Task brief >> Among the lines of the records, find all that carry the word "into" and copy them.

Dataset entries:

//! Configuration management for Courier services

pub mod transport;

pub use transport::{FileTransportSource, StaticTransportSource, TransportConfigSource};

use serde::Deserialize;
use std::env;
use std::path::PathBuf;
use thiserror::Error;

/// Errors raised while loading worker settings or transport parameters
#[derive(Error, Debug)]
pub enum ConfigError {
    #[error("Configuration source unavailable: {0}")]
    Unavailable(String),

    #[error("Invalid setting {name}: {value:?}")]
    InvalidSetting { name: String, value: String },

    #[error(transparent)]
    Parameter(#[from] courier_types::CourierError),

    #[error("Configuration error: {0}")]
    Source(#[from] config::ConfigError),
}

/// Log output format
#[derive(Debug, Clone, Copy, PartialEq, Eq, Deserialize)]
#[serde(rename_all = "lowercase")]
pub enum LogFormat {
    Json,
    Console,
}

/// Worker configuration
#[derive(Debug, Clone, Deserialize)]
pub struct WorkerConfig {
    /// File holding the `mail.smtp.*` transport parameters
    pub transport_file: PathBuf,
    /// Queue capacity; `None` keeps the queue unbounded
    pub queue_capacity: Option<usize>,
    /// Network timeout for one SMTP exchange
    pub smtp_timeout_secs: u64,
    pub log_level: Option<String>,
    pub log_format: LogFormat,
}

impl WorkerConfig {
    /// Load configuration from environment variables
    pub fn from_env() -> Result<Self, ConfigError> {
        // Load .env file if it exists
        let _ = dotenvy::dotenv();

        let transport_file = env::var("COURIER_TRANSPORT_FILE")
            .unwrap_or_else(|_| "transport.toml".to_string())
            .into();

        let queue_capacity = match env::var("COURIER_QUEUE_CAPACITY") {
            Ok(value) => Some(parse_setting("COURIER_QUEUE_CAPACITY", &value)?),
            Err(_) => None,
        };

        let smtp_timeout_secs = match env::var("COURIER_SMTP_TIMEOUT_SECS") {
            Ok(value) => parse_setting("COURIER_SMTP_TIMEOUT_SECS", &value)?,
            Err(_) => 10,
        };

        let log_level = env::var("LOG_LEVEL").unwrap_or_else(|_| "info".to_string());

        let log_format = match env::var("LOG_FORMAT").as_deref() {
            Ok("json") => LogFormat::Json,
            Ok("console") | Err(_) => LogFormat::Console,
            Ok(other) => {
                return Err(ConfigError::InvalidSetting {
                    name: "LOG_FORMAT".to_string(),
                    value: other.to_string(),
                })
            }
        };

        Ok(Self {
            transport_file,
            queue_capacity,
            smtp_timeout_secs,
            log_level: Some(log_level),
            log_format,
        })
    }

    /// Get log level, defaulting to "info"
    pub fn log_level(&self) -> &str {
        self.log_level.as_deref().unwrap_or("info")
    }
}

fn parse_setting<T: std::str::FromStr>(name: &str, value: &str) -> Result<T, ConfigError> {
    value.trim().parse().map_err(|_| ConfigError::InvalidSetting {
        name: name.to_string(),
        value: value.to_string(),
    })
}

#[cfg(test)]
mod tests {
    use super::*;

    #[test]
    fn test_parse_setting_accepts_padded_numbers() {
        let capacity: usize = parse_setting("COURIER_QUEUE_CAPACITY", " 64 ").unwrap();
        assert_eq!(capacity, 64);
    }

    #[test]
    fn test_parse_setting_rejects_garbage() {
        let result: Result<u64, _> = parse_setting("COURIER_SMTP_TIMEOUT_SECS", "soon");
        assert!(matches!(result, Err(ConfigError::InvalidSetting { .. })));
    }

    #[test]
    fn test_log_level_default() {
        let config = WorkerConfig {
            transport_file: "transport.toml".into(),
            queue_capacity: None,
            smtp_timeout_secs: 10,
            log_level: None,
            log_format: LogFormat::Console,
        };
        assert_eq!(config.log_level(), "info");
    }
}
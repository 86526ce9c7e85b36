//! Environment-variable fallback configuration.

use config_core::{Config, Credentials, ServerConfig};

/// Environment variable naming the IMAP server host.
pub const SERVER_VAR: &str = "MAILCOUNT_SERVER";

/// Environment variable naming the IMAP username.
pub const USERNAME_VAR: &str = "MAILCOUNT_USER";

/// Environment variable naming the IMAP password.
pub const PASSWORD_VAR: &str = "MAILCOUNT_PASSWORD";

/// Errors returned while assembling configuration from the environment.
#[derive(Debug, thiserror::Error)]
pub enum EnvError {
    /// A required environment variable is not set.
    #[error("environment variable {0} is not set")]
    Missing(&'static str),
}

/// Assemble a minimal configuration from environment variables.
///
/// Covers the no-config-file case: one server with default TLS and port,
/// INBOX as the only mailbox, default daemon settings.
pub fn from_env() -> Result<Config, EnvError> {
    from_env_with(|name| std::env::var(name).ok())
}

/// Same as [`from_env`], but with a custom variable lookup.
pub fn from_env_with<F>(lookup: F) -> Result<Config, EnvError>
where
    F: Fn(&'static str) -> Option<String>,
{
    let var = |name| lookup(name).ok_or(EnvError::Missing(name));

    Ok(Config {
        server: ServerConfig {
            host: var(SERVER_VAR)?,
            port: None,
            tls: Default::default(),
        },
        credentials: Credentials {
            username: var(USERNAME_VAR)?,
            password: var(PASSWORD_VAR)?,
        },
        mailboxes: vec!["INBOX".to_string()],
        daemon: Default::default(),
    })
}
//! Authentication.

/// An auth error.
#[derive(Debug, thiserror::Error)]
pub enum Error {
    /// Login failed.
    #[error("login: {0}")]
    Login(#[source] async_imap::error::Error),
}

/// Auth params.
#[derive(Debug, Clone, PartialEq)]
pub struct Params<'a> {
    /// Username for IMAP authentication.
    ///
    /// Typically an email address.
    pub username: &'a str,

    /// Password for IMAP authentication.
    pub password: &'a str,
}

/// Authenticate the client to obtain a session.
pub(crate) async fn execute(
    client: imap_connect::Client,
    auth: Params<'_>,
) -> Result<crate::Session, Error> {
    let Params { username, password } = auth;

    client
        .login(username, password)
        .await
        .map_err(|(err, _client)| err)
        .map_err(Error::Login)
}
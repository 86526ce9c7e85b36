//! IMAP connectivity helpers.

use std::time::Duration;

use async_imap::Client;
use tokio::net::TcpStream;

/// Connects to the IMAP server with retries until it is ready.
///
/// The container accepts TCP connections before the IMAP service is
/// actually serving, so each attempt must get all the way through the
/// greeting and login.
pub async fn connect_with_retry(
    host: &str,
    port: u16,
    user: &str,
    password: &str,
) -> Result<async_imap::Session<TcpStream>, std::io::Error> {
    let try_connect = || async move {
        let stream = TcpStream::connect((host, port)).await?;

        let mut client = Client::new(stream);

        let Some(_) = client.read_response().await? else {
            return Err(std::io::Error::other("missing IMAP greeting"));
        };

        let session = client
            .login(user, password)
            .await
            .map_err(|(err, _)| std::io::Error::other(err))?;

        Ok(session)
    };

    let mut attempts = 60u8;
    loop {
        let err = match try_connect().await {
            Ok(session) => return Ok(session),
            Err(err) => err,
        };

        let Some(attempts_left) = attempts.checked_sub(1) else {
            return Err(err);
        };

        attempts = attempts_left;
        tokio::time::sleep(Duration::from_millis(250)).await;
    }
}
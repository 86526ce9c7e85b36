//! Configuration loading for mailcount.

mod env;
mod paths;
mod read;

pub use env::*;
pub use paths::*;
pub use read::*;

use std::path::PathBuf;

use config_core::Config;

/// Errors that can occur during configuration loading.
#[derive(Debug, thiserror::Error)]
pub enum LoadError {
    /// Failed to read the configuration file.
    #[error(transparent)]
    Read(ReadError),

    /// Failed to parse the configuration contents.
    #[error("failed to parse config file {path}: {source}")]
    Parse {
        /// Path to the configuration file.
        path: PathBuf,

        /// Underlying TOML parse error.
        #[source]
        source: toml::de::Error,
    },

    /// No configuration file was found and the environment fallback is incomplete.
    #[error("no config file found; environment fallback failed: {0}")]
    Env(#[source] EnvError),
}

/// Load configuration from an explicit path, the default locations,
/// or the environment.
///
/// With an explicit path only that file is considered, and its absence is an
/// error. Otherwise the default locations are tried in order, and when none
/// of them exists the configuration is assembled from `MAILCOUNT_*`
/// environment variables.
pub async fn load(explicit_path: Option<PathBuf>) -> Result<Config, LoadError> {
    let explicit = explicit_path.is_some();
    let candidates: Vec<PathBuf> = resolve(explicit_path).collect();

    let file = match first_existing(&candidates).await {
        Ok(file) => file,
        Err(ReadError::NotFound { .. }) if !explicit => {
            return from_env().map_err(LoadError::Env);
        }
        Err(error) => return Err(LoadError::Read(error)),
    };

    parse_str(&file.contents).map_err(|source| LoadError::Parse {
        path: file.path,
        source,
    })
}

/// Parse configuration directly from a TOML string.
pub fn parse_str(contents: &str) -> Result<Config, toml::de::Error> {
    toml::from_str(contents)
}
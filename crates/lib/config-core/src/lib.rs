//! Shared configuration types for mailcount.

use std::path::PathBuf;

/// Default path of the new-mail flag file.
pub const DEFAULT_FLAG_FILE: &str = "/tmp/new_mail";

/// Default seconds between daemon poll passes.
pub const DEFAULT_POLL_INTERVAL_SECS: u64 = 10;

/// Root configuration.
#[derive(Debug, Clone, PartialEq, serde::Deserialize, serde::Serialize)]
#[serde(rename_all = "snake_case")]
pub struct Config {
    /// The IMAP server to poll.
    pub server: ServerConfig,

    /// Authentication settings.
    pub credentials: Credentials,

    /// Mailboxes to poll, in report order.
    pub mailboxes: Vec<String>,

    /// Daemon mode settings.
    #[serde(default)]
    pub daemon: DaemonConfig,
}

/// The polled IMAP server.
#[derive(Debug, Clone, PartialEq, serde::Deserialize, serde::Serialize)]
#[serde(rename_all = "snake_case")]
pub struct ServerConfig {
    /// Hostname or IP address of the IMAP server.
    pub host: String,

    /// Optional port override.
    pub port: Option<u16>,

    /// TLS settings.
    #[serde(default)]
    pub tls: TlsConfig,
}

/// TLS configuration for the server.
#[derive(Debug, Clone, Default, PartialEq, serde::Deserialize, serde::Serialize)]
#[serde(rename_all = "snake_case")]
pub struct TlsConfig {
    /// TLS mode.
    #[serde(default)]
    pub mode: TlsMode,

    /// Optional override for the TLS server name (SNI).
    pub server_name: Option<String>,
}

/// Supported TLS modes.
#[derive(Debug, Clone, Copy, Default, Eq, PartialEq, serde::Deserialize, serde::Serialize)]
#[serde(rename_all = "snake_case")]
pub enum TlsMode {
    /// Implicit TLS (usually port 993).
    #[default]
    Implicit,

    /// STARTTLS upgrade (usually port 143).
    #[serde(rename = "starttls", alias = "start_tls")]
    StartTls,
}

/// Login credentials for IMAP authentication.
#[derive(Debug, Clone, PartialEq, serde::Deserialize, serde::Serialize)]
#[serde(rename_all = "snake_case")]
pub struct Credentials {
    /// Username for IMAP authentication.
    pub username: String,

    /// Password for IMAP authentication.
    pub password: String,
}

/// Daemon mode settings.
#[derive(Debug, Clone, PartialEq, serde::Deserialize, serde::Serialize)]
#[serde(rename_all = "snake_case", default)]
pub struct DaemonConfig {
    /// Path of the new-mail flag file.
    pub flag_file: PathBuf,

    /// Seconds to wait between poll passes.
    pub poll_interval_secs: u64,
}

impl Default for DaemonConfig {
    fn default() -> Self {
        Self {
            flag_file: PathBuf::from(DEFAULT_FLAG_FILE),
            poll_interval_secs: DEFAULT_POLL_INTERVAL_SECS,
        }
    }
}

Expected answer >>
            .into();
            transport_file: "transport.toml".into(),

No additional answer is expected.